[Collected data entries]
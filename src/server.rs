//! Axum server setup, shared application state, and graceful shutdown.
//!
//! Contains [`AppState`] (the `Arc`-shared state holding config, the
//! directory store, the orchestrator, the outbound HTTP client and
//! counters), [`build_router`] for wiring the endpoints and middleware,
//! [`build_http_client`] for the rustls-backed hyper client used to fetch
//! the reflector register, and [`shutdown_signal`] for SIGTERM / Ctrl+C.

use std::path::Path;
use std::sync::atomic::AtomicU64;
use std::sync::Arc;
use std::time::{Duration, Instant};

use axum::routing::{get, post};
use axum::Router;
use hyper_util::client::legacy::Client;
use hyper_util::rt::TokioExecutor;
use tokio::sync::RwLock;
use tower::ServiceBuilder;
use tower_http::limit::RequestBodyLimitLayer;
use tower_http::services::ServeDir;
use tower_http::trace::TraceLayer;

use crate::config::model::Config;
use crate::config::ConfigVersion;
use crate::data::data_handler;
use crate::directory::DirectoryStore;
use crate::health::health_handler;
use crate::link::connect_handler;
use crate::link::orchestrator::Orchestrator;

#[derive(Debug)]
pub struct LoadedConfig {
    pub config: Arc<Config>,
    pub version: ConfigVersion,
    pub source_name: String,
    pub loaded_at: Instant,
}

#[derive(Debug, Default)]
pub struct Stats {
    pub switched: AtomicU64,
    pub failed: AtomicU64,
    pub busy: AtomicU64,
    pub invalid: AtomicU64,
    pub directory_refreshes: AtomicU64,
    pub directory_failures: AtomicU64,
    pub config_reloads: AtomicU64,
}

impl Stats {
    #[must_use]
    pub const fn new() -> Self {
        Self {
            switched: AtomicU64::new(0),
            failed: AtomicU64::new(0),
            busy: AtomicU64::new(0),
            invalid: AtomicU64::new(0),
            directory_refreshes: AtomicU64::new(0),
            directory_failures: AtomicU64::new(0),
            config_reloads: AtomicU64::new(0),
        }
    }
}

pub type HttpsConnector =
    hyper_rustls::HttpsConnector<hyper_util::client::legacy::connect::HttpConnector>;
pub type HttpClient = Client<HttpsConnector, http_body_util::Full<bytes::Bytes>>;

pub struct AppState {
    pub config: RwLock<LoadedConfig>,
    pub directory: Arc<DirectoryStore>,
    pub orchestrator: Orchestrator,
    pub http_client: HttpClient,
    pub start_time: Instant,
    pub stats: Stats,
}

#[must_use]
pub fn build_http_client() -> HttpClient {
    // Install ring explicitly; rustls cannot pick a provider when several are compiled in.
    let _ = rustls::crypto::ring::default_provider().install_default();

    let https = hyper_rustls::HttpsConnectorBuilder::new()
        .with_webpki_roots()
        .https_or_http()
        .enable_http1()
        .build();
    Client::builder(TokioExecutor::new())
        .pool_idle_timeout(Duration::from_secs(30))
        .build(https)
}

pub fn build_router(state: Arc<AppState>, max_body: usize, static_dir: &Path) -> Router {
    Router::new()
        .route("/connect", post(connect_handler))
        .route("/data/{mode}", get(data_handler))
        .route("/health", get(health_handler))
        .fallback_service(ServeDir::new(static_dir))
        .layer(
            ServiceBuilder::new()
                .layer(TraceLayer::new_for_http())
                .layer(RequestBodyLimitLayer::new(max_body)),
        )
        .with_state(state)
}

pub async fn shutdown_signal() {
    let ctrl_c = async {
        if let Err(e) = tokio::signal::ctrl_c().await {
            tracing::error!(error = %e, "failed to install Ctrl+C handler");
            std::future::pending::<()>().await;
        }
    };

    #[cfg(unix)]
    let terminate = async {
        match tokio::signal::unix::signal(tokio::signal::unix::SignalKind::terminate()) {
            Ok(mut signal) => {
                signal.recv().await;
            }
            Err(e) => {
                tracing::error!(error = %e, "failed to install SIGTERM handler");
                std::future::pending::<()>().await;
            }
        }
    };

    #[cfg(not(unix))]
    let terminate = std::future::pending::<()>();

    tokio::select! {
        () = ctrl_c => tracing::info!("received Ctrl+C"),
        () = terminate => tracing::info!("received SIGTERM"),
    }
}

### HOW TO COMPLETE THIS TASK
Exactly as given, restate all the lines above.

### RESPONSE BOX
filename src/server.rs
//! Axum server setup, shared application state, and graceful shutdown.
//!
//! Contains [`AppState`] (the `Arc`-shared state holding config, the
//! directory store, the orchestrator, the outbound HTTP client and
//! counters), [`build_router`] for wiring the endpoints and middleware,
//! [`build_http_client`] for the rustls-backed hyper client used to fetch
//! the reflector register, and [`shutdown_signal`] for SIGTERM / Ctrl+C.

use std::path::Path;
use std::sync::atomic::AtomicU64;
use std::sync::Arc;
use std::time::{Duration, Instant};

use axum::routing::{get, post};
use axum::Router;
use hyper_util::client::legacy::Client;
use hyper_util::rt::TokioExecutor;
use tokio::sync::RwLock;
use tower::ServiceBuilder;
use tower_http::limit::RequestBodyLimitLayer;
use tower_http::services::ServeDir;
use tower_http::trace::TraceLayer;

use crate::config::model::Config;
use crate::config::ConfigVersion;
use crate::data::data_handler;
use crate::directory::DirectoryStore;
use crate::health::health_handler;
use crate::link::connect_handler;
use crate::link::orchestrator::Orchestrator;

#[derive(Debug)]
pub struct LoadedConfig {
    pub config: Arc<Config>,
    pub version: ConfigVersion,
    pub source_name: String,
    pub loaded_at: Instant,
}

#[derive(Debug, Default)]
pub struct Stats {
    pub switched: AtomicU64,
    pub failed: AtomicU64,
    pub busy: AtomicU64,
    pub invalid: AtomicU64,
    pub directory_refreshes: AtomicU64,
    pub directory_failures: AtomicU64,
    pub config_reloads: AtomicU64,
}

impl Stats {
    #[must_use]
    pub const fn new() -> Self {
        Self {
            switched: AtomicU64::new(0),
            failed: AtomicU64::new(0),
            busy: AtomicU64::new(0),
            invalid: AtomicU64::new(0),
            directory_refreshes: AtomicU64::new(0),
            directory_failures: AtomicU64::new(0),
            config_reloads: AtomicU64::new(0),
        }
    }
}

pub type HttpsConnector =
    hyper_rustls::HttpsConnector<hyper_util::client::legacy::connect::HttpConnector>;
pub type HttpClient = Client<HttpsConnector, http_body_util::Full<bytes::Bytes>>;

pub struct AppState {
    pub config: RwLock<LoadedConfig>,
    pub directory: Arc<DirectoryStore>,
    pub orchestrator: Orchestrator,
    pub http_client: HttpClient,
    pub start_time: Instant,
    pub stats: Stats,
}

#[must_use]
pub fn build_http_client() -> HttpClient {
    // Install ring explicitly; rustls cannot pick a provider when several are compiled in.
    let _ = rustls::crypto::ring::default_provider().install_default();

    let https = hyper_rustls::HttpsConnectorBuilder::new()
        .with_webpki_roots()
        .https_or_http()
        .enable_http1()
        .build();
    Client::builder(TokioExecutor::new())
        .pool_idle_timeout(Duration::from_secs(30))
        .build(https)
}

pub fn build_router(state: Arc<AppState>, max_body: usize, static_dir: &Path) -> Router {
    Router::new()
        .route("/connect", post(connect_handler))
        .route("/data/{mode}", get(data_handler))
        .route("/health", get(health_handler))
        .fallback_service(ServeDir::new(static_dir))
        .layer(
            ServiceBuilder::new()
                .layer(TraceLayer::new_for_http())
                .layer(RequestBodyLimitLayer::new(max_body)),
        )
        .with_state(state)
}

pub async fn shutdown_signal() {
    let ctrl_c = async {
        if let Err(e) = tokio::signal::ctrl_c().await {
            tracing::error!(error = %e, "failed to install Ctrl+C handler");
            std::future::pending::<()>().await;
        }
    };

    #[cfg(unix)]
    let terminate = async {
        match tokio::signal::unix::signal(tokio::signal::unix::SignalKind::terminate()) {
            Ok(mut signal) => {
                signal.recv().await;
            }
            Err(e) => {
                tracing::error!(error = %e, "failed to install SIGTERM handler");
                std::future::pending::<()>().await;
            }
        }
    };

    #[cfg(not(unix))]
    let terminate = std::future::pending::<()>();

    tokio::select! {
        () = ctrl_c => tracing::info!("received Ctrl+C"),
        () = terminate => tracing::info!("received SIGTERM"),
    }
}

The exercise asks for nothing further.